> _EXERCISE BRIEF_
The response must contain every line below in which "Result" appears.

[DATASET ENTRIES]

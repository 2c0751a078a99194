use std::{env, fmt::Display, fs::read_to_string, str::FromStr, time::Duration};

use anyhow::{Context, Error, anyhow};
use proximity::{QueryRadius, models::DEFAULT_ENDPOINT};
use tracing::{info, warn};

pub struct Config {
    pub port: u16,
    pub redis_url: String,
    pub redis_retries: u32,
    pub redis_retry_delay: Duration,
    pub secret_key: String,
    pub service_key: String,
    pub shelter_url: String,
    pub shelter_timeout: Duration,
    pub shelter_page_size: u32,
    pub shelter_query_radius: QueryRadius,
    pub redirect_url: String,
}

impl Config {
    pub fn load() -> Result<Self, Error> {
        Ok(Self {
            port: try_load("RUST_PORT", "8000")?,
            redis_url: try_load("REDIS_URL", "redis://redis:6379")?,
            redis_retries: try_load("REDIS_RETRIES", "30")?,
            redis_retry_delay: Duration::from_secs(try_load("REDIS_RETRY_DELAY_SECS", "20")?),
            secret_key: read_secret("SECRET_KEY")?,
            service_key: read_secret("SERVICE_KEY")?,
            shelter_url: try_load("SHELTER_API_URL", DEFAULT_ENDPOINT)?,
            shelter_timeout: Duration::from_millis(try_load("SHELTER_TIMEOUT_MS", "5000")?),
            shelter_page_size: try_load("SHELTER_PAGE_SIZE", "5")?,
            shelter_query_radius: try_load("SHELTER_QUERY_RADIUS", "5000")?,
            redirect_url: try_load("LOGIN_REDIRECT_URL", "/")?,
        })
    }
}

fn var(key: &str) -> Result<String, ()> {
    env::var(key).map_err(|_| {
        warn!("Environment variable {key} not found, using default");
    })
}

fn try_load<T: FromStr>(key: &str, default: &str) -> Result<T, Error>
where
    T::Err: Display,
{
    var(key)
        .unwrap_or_else(|_| {
            info!("{key} not set, using default: {default}");
            default.to_string()
        })
        .parse()
        .map_err(|e| anyhow!("Invalid {key} value: {e}"))
}

/// Docker secret first, then a plain environment variable.
fn read_secret(secret_name: &str) -> Result<String, Error> {
    let path = format!("/run/secrets/{secret_name}");

    match read_to_string(&path) {
        Ok(s) => Ok(s.trim().to_string()),
        Err(e) => {
            warn!("Failed to read {secret_name} from file: {e}");

            env::var(secret_name)
                .map(|s| s.trim().to_string())
                .with_context(|| format!("{secret_name} missing from /run/secrets and environment"))
        }
    }
}

#[cfg(test)]
mod tests {
    use super::*;

    #[test]
    fn test_defaults_parse() {
        let port: u16 = try_load("SAFESPOT_TEST_UNSET_PORT", "8000").unwrap();
        let radius: QueryRadius = try_load("SAFESPOT_TEST_UNSET_RADIUS", "requested").unwrap();

        assert_eq!(port, 8000);
        assert_eq!(radius, QueryRadius::Requested);
    }

    #[test]
    fn test_bad_default_is_an_error() {
        let port = try_load::<u16>("SAFESPOT_TEST_UNSET_PORT", "eighty");

        assert!(port.unwrap_err().to_string().contains("SAFESPOT_TEST_UNSET_PORT"));
    }

    #[test]
    fn test_missing_secret_is_an_error() {
        assert!(read_secret("SAFESPOT_TEST_UNSET_SECRET").is_err());
    }
}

[/DATASET ENTRIES]

> _SOLVED PROBLEM_
    pub fn load() -> Result<Self, Error> {
fn var(key: &str) -> Result<String, ()> {
fn try_load<T: FromStr>(key: &str, default: &str) -> Result<T, Error>
fn read_secret(secret_name: &str) -> Result<String, Error> {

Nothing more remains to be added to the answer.